» PROBLEM DESCRIPTION
Retype exactly the lines from the one with "match run(&service, cli.command, &out).await?" down to the final line of the material below, both included, and nothing more.

» DATA SUPPLIED
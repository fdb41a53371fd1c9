use std::path::PathBuf;
use std::process::ExitCode;

use anyhow::{Context, Result};
use chrono::NaiveDate;
use clap::{Args, Parser, Subcommand};
use tracing_subscriber::EnvFilter;

use todo_core::app::StorageKind;
use todo_core::{
    AppConfig, NewTodo, Priority, Todo, TodoId, TodoPatch, TodoService, TodoServiceBuilder,
    TodoStatus,
};

/// Personal todo list.
#[derive(Debug, Parser)]
#[command(name = "todo", version)]
struct Cli {
    /// JSON config file
    #[arg(long, global = true)]
    config: Option<PathBuf>,

    /// Store todos in this JSON file
    #[arg(long, global = true, conflicts_with = "memory")]
    data: Option<PathBuf>,

    /// Keep todos in memory only (nothing is saved)
    #[arg(long, global = true)]
    memory: bool,

    /// Print results as JSON
    #[arg(long, global = true)]
    json: bool,

    /// More logging (-v: info, -vv: debug)
    #[arg(short, long, global = true, action = clap::ArgAction::Count)]
    verbose: u8,

    #[command(subcommand)]
    command: Command,
}

#[derive(Debug, Subcommand)]
enum Command {
    /// Create a new active todo
    Add(AddArgs),
    /// List todos
    List {
        #[arg(long, value_parser = parse_status)]
        status: Option<TodoStatus>,
    },
    /// Show one todo
    Show { id: TodoId },
    /// Change fields of a todo
    Update(UpdateArgs),
    /// Toggle active <-> completed
    Complete { id: TodoId },
    /// Toggle active <-> archived
    Archive { id: TodoId },
    /// Delete a todo
    Delete { id: TodoId },
}

#[derive(Debug, Args)]
struct AddArgs {
    title: String,
    #[arg(long)]
    description: Option<String>,
    #[arg(long, value_parser = parse_date)]
    due: Option<NaiveDate>,
    #[arg(long, value_parser = parse_priority)]
    priority: Option<Priority>,
}

#[derive(Debug, Args)]
struct UpdateArgs {
    id: TodoId,
    #[arg(long)]
    title: Option<String>,
    #[arg(long, conflicts_with = "clear_description")]
    description: Option<String>,
    #[arg(long)]
    clear_description: bool,
    #[arg(long, value_parser = parse_date, conflicts_with = "clear_due")]
    due: Option<NaiveDate>,
    #[arg(long)]
    clear_due: bool,
    #[arg(long, value_parser = parse_status)]
    status: Option<TodoStatus>,
    #[arg(long, value_parser = parse_priority)]
    priority: Option<Priority>,
}

impl UpdateArgs {
    fn patch(&self) -> TodoPatch {
        TodoPatch {
            title: self.title.clone(),
            description: clearable(self.description.clone(), self.clear_description),
            due_date: clearable(self.due, self.clear_due),
            status: self.status,
            priority: self.priority,
        }
    }
}

fn clearable<T>(value: Option<T>, clear: bool) -> Option<Option<T>> {
    if clear { Some(None) } else { value.map(Some) }
}

fn parse_status(s: &str) -> Result<TodoStatus, String> {
    s.parse().map_err(|e: todo_core::TodoError| e.to_string())
}

fn parse_priority(s: &str) -> Result<Priority, String> {
    let value: i64 = s.parse().map_err(|e| format!("{e}"))?;
    Priority::new(value).map_err(|e| e.to_string())
}

fn parse_date(s: &str) -> Result<NaiveDate, String> {
    NaiveDate::parse_from_str(s, "%Y-%m-%d").map_err(|e| format!("expected YYYY-MM-DD: {e}"))
}

fn load_config(cli: &Cli) -> Result<AppConfig> {
    let mut config = AppConfig::load(cli.config.as_deref()).context("loading configuration")?;
    if let Some(data) = &cli.data {
        config.storage = StorageKind::Json;
        config.data_path = Some(data.clone());
    }
    if cli.memory {
        config.storage = StorageKind::Memory;
    }
    match cli.verbose {
        0 => {}
        1 => config.log = "info".to_string(),
        _ => config.log = "debug".to_string(),
    }
    Ok(config)
}

fn log_filter(config: &AppConfig) -> Result<EnvFilter> {
    EnvFilter::try_new(&config.log).with_context(|| format!("invalid log filter {:?}", config.log))
}

fn init_tracing(config: &AppConfig) -> Result<()> {
    tracing_subscriber::fmt()
        .with_env_filter(log_filter(config)?)
        .with_writer(std::io::stderr)
        .init();
    Ok(())
}

struct Printer {
    json: bool,
}

impl Printer {
    fn one(&self, todo: &Todo) -> Result<()> {
        if self.json {
            println!("{}", serde_json::to_string_pretty(todo)?);
        } else {
            println!("{}", line(todo));
        }
        Ok(())
    }

    fn many(&self, todos: &[Todo]) -> Result<()> {
        if self.json {
            println!("{}", serde_json::to_string_pretty(todos)?);
        } else {
            for todo in todos {
                println!("{}", line(todo));
            }
        }
        Ok(())
    }
}

fn line(todo: &Todo) -> String {
    let priority = todo
        .priority()
        .map(|p| format!("p{p}"))
        .unwrap_or_else(|| "-".to_string());
    let due = todo
        .due_date
        .map(|d| format!("  due {d}"))
        .unwrap_or_default();
    format!(
        "{:>8}  {:<9}  {:>4}  {}{}",
        todo.id.to_string(),
        todo.status().as_str(),
        priority,
        todo.title,
        due
    )
}

/// `None` は not-found（終了コード 1）
async fn run(service: &TodoService, command: Command, out: &Printer) -> Result<Option<()>> {
    let found = match command {
        Command::Add(args) => {
            let mut new = NewTodo::new(args.title);
            new.description = args.description;
            new.due_date = args.due;
            new.priority = args.priority;
            Some(service.create(new).await?)
        }
        Command::List { status } => {
            let todos = match status {
                Some(status) => service.list_by_status(status).await?,
                None => service.list().await?,
            };
            out.many(&todos)?;
            return Ok(Some(()));
        }
        Command::Show { id } => service.get(id).await?,
        Command::Update(args) => service.update(args.id, args.patch()).await?,
        Command::Complete { id } => service.toggle_completed(id).await?,
        Command::Archive { id } => service.toggle_archived(id).await?,
        Command::Delete { id } => {
            return Ok(service.delete(id).await?.then(|| println!("deleted {id}")));
        }
    };
    match found {
        Some(todo) => {
            out.one(&todo)?;
            Ok(Some(()))
        }
        None => Ok(None),
    }
}

fn target_id(command: &Command) -> Option<TodoId> {
    match command {
        Command::Show { id }
        | Command::Complete { id }
        | Command::Archive { id }
        | Command::Delete { id } => Some(*id),
        Command::Update(args) => Some(args.id),
        Command::Add(_) | Command::List { .. } => None,
    }
}

#[tokio::main]
async fn main() -> Result<ExitCode> {
    let cli = Cli::parse();
    let config = load_config(&cli)?;
    init_tracing(&config)?;
    tracing::debug!(?config, "configuration loaded");

    let service = TodoServiceBuilder::from_config(&config)?.build()?;
    let out = Printer { json: cli.json };
    let id = target_id(&cli.command);

    match run(&service, cli.command, &out).await? {
        Some(()) => Ok(ExitCode::SUCCESS),
        None => {
            if let Some(id) = id {
                eprintln!("{id} not found");
            }
            Ok(ExitCode::from(1))
        }
    }
}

» REPLY
    match run(&service, cli.command, &out).await? {
        Some(()) => Ok(ExitCode::SUCCESS),
        None => {
            if let Some(id) = id {
                eprintln!("{id} not found");
            }
            Ok(ExitCode::from(1))
        }
    }
}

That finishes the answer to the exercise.